== Segment start ==
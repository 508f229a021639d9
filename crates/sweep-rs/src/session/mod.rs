//! Per-session state, its persistence, and the host-facing [`Sweeper`].

pub mod state;
pub mod store;
pub mod sweeper;

pub use state::{
    AppliedSets, Counter, MarkOutcome, PruneSets, RewrittenText, SessionState, Strategy,
    SweepStats, TextReplacement, TodoItem, TodoStatus,
};
pub use store::{FileSessionStore, SessionStore};
pub use sweeper::Sweeper;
== Segment end ==
**TASK DESCRIPTION**
Copy out the material in its entirety. Keep it exact.

**REPLY TO THE EXERCISE**
repository 508f229a021639d9
filename crates/sweep-rs/src/session/mod.rs
//! Per-session state, its persistence, and the host-facing [`Sweeper`].

pub mod state;
pub mod store;
pub mod sweeper;

pub use state::{
    AppliedSets, Counter, MarkOutcome, PruneSets, RewrittenText, SessionState, Strategy,
    SweepStats, TextReplacement, TodoItem, TodoStatus,
};
pub use store::{FileSessionStore, SessionStore};
pub use sweeper::Sweeper;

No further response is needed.